*** Data section Section Begins ***
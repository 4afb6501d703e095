use actix_web::{delete, get, patch, post, put, web, HttpResponse};
use uuid::Uuid;
use validator::Validate;

use crate::error::Result;
use crate::middleware::{AuthAdmin, OptionalAuthAdmin};
use crate::models::dto::{
    ApiResponse, ApprovedTestimonialQuery, CreateTestimonialRequest, TestimonialListQuery,
    UpdateTestimonialRequest,
};
use crate::AppState;

/// POST /testimonials (PUBLIC)
#[post("")]
pub async fn create_testimonial(
    state: web::Data<AppState>,
    body: web::Json<CreateTestimonialRequest>,
) -> Result<HttpResponse> {
    body.validate()?;

    let testimonial = state.testimonials.create(body.into_inner()).await?;
    Ok(HttpResponse::Created().json(ApiResponse::with_message(
        "Thank you for your testimonial! It will be reviewed and published soon.",
        testimonial,
    )))
}

/// GET /testimonials/approved (PUBLIC)
#[get("/approved")]
pub async fn list_approved(
    state: web::Data<AppState>,
    query: web::Query<ApprovedTestimonialQuery>,
) -> Result<HttpResponse> {
    query.validate()?;

    let page = state.testimonials.list_approved(query.into_inner()).await?;
    Ok(HttpResponse::Ok().json(ApiResponse::page(page)))
}

/// GET /testimonials (PROTECTED) - includes pending ones
#[get("")]
pub async fn list_testimonials(
    state: web::Data<AppState>,
    _auth: AuthAdmin,
    query: web::Query<TestimonialListQuery>,
) -> Result<HttpResponse> {
    query.validate()?;

    let page = state.testimonials.list(query.into_inner()).await?;
    Ok(HttpResponse::Ok().json(ApiResponse::page(page)))
}

/// GET /testimonials/stats (PROTECTED)
#[get("/stats")]
pub async fn testimonial_stats(state: web::Data<AppState>, _auth: AuthAdmin) -> Result<HttpResponse> {
    let stats = state.testimonials.stats().await?;
    Ok(HttpResponse::Ok().json(ApiResponse::data(stats)))
}

/// GET /testimonials/{id} - pending testimonials are only visible to admins
#[get("/{id}")]
pub async fn get_testimonial(
    state: web::Data<AppState>,
    viewer: OptionalAuthAdmin,
    path: web::Path<Uuid>,
) -> Result<HttpResponse> {
    let testimonial = state
        .testimonials
        .get_by_id(path.into_inner(), viewer.is_admin())
        .await?;
    Ok(HttpResponse::Ok().json(ApiResponse::data(testimonial)))
}

/// PUT /testimonials/{id} (PROTECTED)
#[put("/{id}")]
pub async fn update_testimonial(
    state: web::Data<AppState>,
    auth: AuthAdmin,
    path: web::Path<Uuid>,
    body: web::Json<UpdateTestimonialRequest>,
) -> Result<HttpResponse> {
    body.validate()?;

    let testimonial = state
        .testimonials
        .update(path.into_inner(), body.into_inner(), auth.id())
        .await?;
    Ok(HttpResponse::Ok().json(ApiResponse::with_message("Testimonial updated successfully", testimonial)))
}

/// PATCH /testimonials/{id}/approve (PROTECTED)
#[patch("/{id}/approve")]
pub async fn approve_testimonial(
    state: web::Data<AppState>,
    auth: AuthAdmin,
    path: web::Path<Uuid>,
) -> Result<HttpResponse> {
    let testimonial = state.testimonials.approve(path.into_inner(), auth.id()).await?;
    Ok(HttpResponse::Ok().json(ApiResponse::with_message("Testimonial approved successfully", testimonial)))
}

/// PATCH /testimonials/{id}/reject (PROTECTED)
#[patch("/{id}/reject")]
pub async fn reject_testimonial(
    state: web::Data<AppState>,
    auth: AuthAdmin,
    path: web::Path<Uuid>,
) -> Result<HttpResponse> {
    let testimonial = state.testimonials.reject(path.into_inner(), auth.id()).await?;
    Ok(HttpResponse::Ok().json(ApiResponse::with_message("Testimonial rejected successfully", testimonial)))
}

/// PATCH /testimonials/{id}/featured (PROTECTED)
#[patch("/{id}/featured")]
pub async fn toggle_featured(
    state: web::Data<AppState>,
    _auth: AuthAdmin,
    path: web::Path<Uuid>,
) -> Result<HttpResponse> {
    let testimonial = state.testimonials.toggle_featured(path.into_inner()).await?;
    let message = if testimonial.testimonial.featured {
        "Testimonial featured successfully"
    } else {
        "Testimonial unfeatured successfully"
    };
    Ok(HttpResponse::Ok().json(ApiResponse::with_message(message, testimonial)))
}

/// DELETE /testimonials/{id} (PROTECTED)
#[delete("/{id}")]
pub async fn delete_testimonial(
    state: web::Data<AppState>,
    _auth: AuthAdmin,
    path: web::Path<Uuid>,
) -> Result<HttpResponse> {
    state.testimonials.delete(path.into_inner()).await?;
    Ok(HttpResponse::Ok().json(ApiResponse::message("Testimonial deleted successfully")))
}

pub fn testimonial_routes(cfg: &mut web::ServiceConfig) {
    cfg.service(
        web::scope("/testimonials")
            .service(create_testimonial)
            .service(list_approved)
            .service(list_testimonials)
            .service(testimonial_stats)
            .service(get_testimonial)
            .service(update_testimonial)
            .service(approve_testimonial)
            .service(reject_testimonial)
            .service(toggle_featured)
            .service(delete_testimonial),
    );
}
*** Data section Section Ends ***
* What you are asked to do: Show all lines in the preceding material that have "PUBLIC" in them.

* Problem solution:
/// POST /testimonials (PUBLIC)
/// GET /testimonials/approved (PUBLIC)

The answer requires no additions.